The approximated solution $x$ was compared to solution calculated by Scipy's `fsolve` function. If the algorithm was correctly implemented, they should be the same.

In [18]:
print(f"|x-y|=0: {np.isclose(x, fsolve(f, 0))[0]}")

|x-y|=0: True


## GMRES methods for $Ax=b$
A psuedorandom system of linear equations, $Ax=b$, was constructed with an unknown solution $x$. Since GMRES is an Krylov subspace method, it should be able to solve any general $n\times n$ matrix.

In [19]:
A = np.random.random((5,5))
b = np.random.rand(5)

The convergance of residual test $||Ax-b||$ is done by calculating $Ax$, where $x$ is the approximated solution and comparing it to vector $b$. If they are the same, i.e. $||Ax-b||=0$, then the algorithm converged on the true solution.

In [20]:
print(f"||Ax-b||=0: {np.allclose(A @ gmres(A,b), b)}")

||Ax-b||=0: True


Using Numpy's own solver of system of linear equations to calculate the solution, it was compared to the user implemented solution. If they are the same, the user implemented solution converged on the same solution as the pre-built algorithm.

In [21]:
print(f"||x-y||=0: {np.allclose(np.linalg.solve(A,b), gmres(A,b))}")

||x-y||=0: True


# **Discussion**
All results were as expected and all implmented algorithms passed their tests.
It was particular interesting to me that both Jacobi and Gauss-Seidel iteration can ee implemented using matrices and in terms of components. It should be noted that damped Jacobi and Gauss-Seidel iteration can be implemented in terms of components aswell, but due to time restrictions I only implemented the damped version using matrices. It would also have been interesting to measure which of the implementations (matrices vs component) was faster. In theory, the matrix implementation should be faster as linear algebra is very optimized on modern software.

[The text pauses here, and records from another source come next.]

use tracing_subscriber::{EnvFilter, fmt, prelude::*};

pub const LOG_ENV: &str = "ISSUEHUB_LOG";
const DEFAULT_DIRECTIVE: &str = "issuehub=info";
const VERBOSE_DIRECTIVE: &str = "issuehub=debug";

/// `-v` wins over `ISSUEHUB_LOG`, which wins over the default.
pub fn filter(verbose: u8, env_value: Option<&str>) -> EnvFilter {
    if verbose > 0 {
        return EnvFilter::new(VERBOSE_DIRECTIVE);
    }
    env_value
        .filter(|v| !v.trim().is_empty())
        .and_then(|v| EnvFilter::try_new(v).ok())
        .unwrap_or_else(|| EnvFilter::new(DEFAULT_DIRECTIVE))
}

/// Events go to stderr; stdout carries command output and the MCP stream.
pub fn init(verbose: u8) {
    let env_value = std::env::var(LOG_ENV).ok();
    let _ = tracing_subscriber::registry()
        .with(
            fmt::layer()
                .with_writer(std::io::stderr)
                .with_target(false)
                .without_time(),
        )
        .with(filter(verbose, env_value.as_deref()))
        .try_init();
}
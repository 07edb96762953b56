//! Anchor-relative position for sub-issue reordering.

use serde::ser::{Serialize, SerializeMap, Serializer};
use std::fmt;

use crate::error::ValidationError;
use crate::ids::IssueId;

/// Where a sub-issue lands relative to a sibling. Exactly one anchor per edit.
#[derive(Debug, Clone, Copy, PartialEq, Eq)]
pub enum Anchor {
    After(IssueId),
    Before(IssueId),
}

impl Anchor {
    /// Build from the two optional wire fields. Zero counts as absent.
    pub fn from_fields(after: Option<i64>, before: Option<i64>) -> Result<Self, ValidationError> {
        let after = after.filter(|id| *id != 0);
        let before = before.filter(|id| *id != 0);
        match (after, before) {
            (None, None) => Err(ValidationError::Conflict(
                "either after_id or before_id must be specified".to_string(),
            )),
            (Some(_), Some(_)) => Err(ValidationError::Conflict(
                "only one of after_id or before_id should be specified, not both".to_string(),
            )),
            (Some(id), None) => Ok(Self::After(IssueId::new("afterId", id)?)),
            (None, Some(id)) => Ok(Self::Before(IssueId::new("beforeId", id)?)),
        }
    }

    pub fn id(self) -> IssueId {
        match self {
            Self::After(id) | Self::Before(id) => id,
        }
    }

    fn field(self) -> &'static str {
        match self {
            Self::After(_) => "after_id",
            Self::Before(_) => "before_id",
        }
    }
}

impl fmt::Display for Anchor {
    fn fmt(&self, f: &mut fmt::Formatter<'_>) -> fmt::Result {
        match self {
            Self::After(id) => write!(f, "after {id}"),
            Self::Before(id) => write!(f, "before {id}"),
        }
    }
}

/// Serializes as a one-entry map: `{"after_id": n}` or `{"before_id": n}`.
/// Use with `#[serde(flatten)]`.
impl Serialize for Anchor {
    fn serialize<S: Serializer>(&self, serializer: S) -> Result<S::Ok, S::Error> {
        let mut map = serializer.serialize_map(Some(1))?;
        map.serialize_entry(self.field(), &self.id())?;
        map.end()
    }
}

#[cfg(test)]
mod tests {
    use super::*;
    use serde_json::json;

    #[test]
    fn requires_one_anchor() {
        let err = Anchor::from_fields(None, None).expect_err("no anchor should fail");
        assert_eq!(err.to_string(), "either after_id or before_id must be specified");

        let err = Anchor::from_fields(Some(0), Some(0)).expect_err("zero anchors should fail");
        assert_eq!(err.to_string(), "either after_id or before_id must be specified");
    }

    #[test]
    fn rejects_both_anchors() {
        let err = Anchor::from_fields(Some(5), Some(6)).expect_err("both anchors should fail");
        assert_eq!(
            err.to_string(),
            "only one of after_id or before_id should be specified, not both"
        );
    }

    #[test]
    fn zero_is_treated_as_absent() {
        let anchor = Anchor::from_fields(Some(0), Some(8)).expect("before anchor");
        assert!(matches!(anchor, Anchor::Before(id) if id.get() == 8));
        assert_eq!(anchor.to_string(), "before 8");
    }

    #[test]
    fn negative_anchor_is_invalid() {
        let err = Anchor::from_fields(Some(-4), None).expect_err("negative id should fail");
        assert!(err.to_string().contains("afterId"), "got: {err}");
    }

    #[test]
    fn serializes_only_the_supplied_side() {
        let after = Anchor::from_fields(Some(11), None).expect("after anchor");
        assert_eq!(serde_json::to_value(after).expect("serialize"), json!({"after_id": 11}));
        let before = Anchor::from_fields(None, Some(12)).expect("before anchor");
        assert_eq!(serde_json::to_value(before).expect("serialize"), json!({"before_id": 12}));
    }
}
use issuehub_kernel::{IssueHubError, Result};

pub const TOKEN_ENV_VAR: &str = "GITHUB_PERSONAL_ACCESS_TOKEN";

/// Where the bearer token comes from. `Env` is read on every resolve, so a
/// rotated token is picked up by the next operation.
#[derive(Clone, PartialEq, Eq)]
pub enum TokenSource {
    Static(String),
    Env(String),
}

impl Default for TokenSource {
    fn default() -> Self {
        Self::Env(TOKEN_ENV_VAR.to_string())
    }
}

impl std::fmt::Debug for TokenSource {
    fn fmt(&self, f: &mut std::fmt::Formatter<'_>) -> std::fmt::Result {
        match self {
            Self::Static(_) => f.write_str("Static(<redacted>)"),
            Self::Env(var) => f.debug_tuple("Env").field(var).finish(),
        }
    }
}

impl TokenSource {
    pub fn resolve(&self) -> Result<String> {
        let token = match self {
            Self::Static(token) => token.clone(),
            Self::Env(var) => std::env::var(var).map_err(|_| IssueHubError::Client {
                message: format!("{var} is not set"),
            })?,
        };
        let token = token.trim();
        if token.is_empty() {
            return Err(IssueHubError::Client {
                message: "GitHub token is empty".to_string(),
            });
        }
        Ok(token.to_string())
    }
}

#[cfg(test)]
mod tests {
    use super::*;

    #[test]
    fn static_token_is_trimmed() {
        let source = TokenSource::Static("  ghp_abc \n".into());
        assert_eq!(source.resolve().expect("token"), "ghp_abc");
    }

    #[test]
    fn blank_or_missing_tokens_are_client_errors() {
        let blank = TokenSource::Static("   ".into()).resolve().expect_err("blank");
        assert_eq!(blank.to_string(), "failed to get GitHub client: GitHub token is empty");

        let missing = TokenSource::Env("ISSUEHUB_TEST_TOKEN_NEVER_SET".into())
            .resolve()
            .expect_err("unset var");
        assert!(matches!(missing, IssueHubError::Client { .. }));
        assert!(missing.to_string().contains("ISSUEHUB_TEST_TOKEN_NEVER_SET"));
    }

    #[test]
    fn debug_output_redacts_static_tokens() {
        let rendered = format!("{:?}", TokenSource::Static("ghp_secret".into()));
        assert!(!rendered.contains("ghp_secret"));
    }
}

While the stationary iterative methods were more simple to implement, GMRES was more useful, able to compute any general square matrix. I chose to use the already implemented least squares problem algorithm in this lab, however, I could also have used the implementation I did during the Matrix factorization lab. Since there was no restrictions of using already existing functions, there was no reason to use the user implemented solution.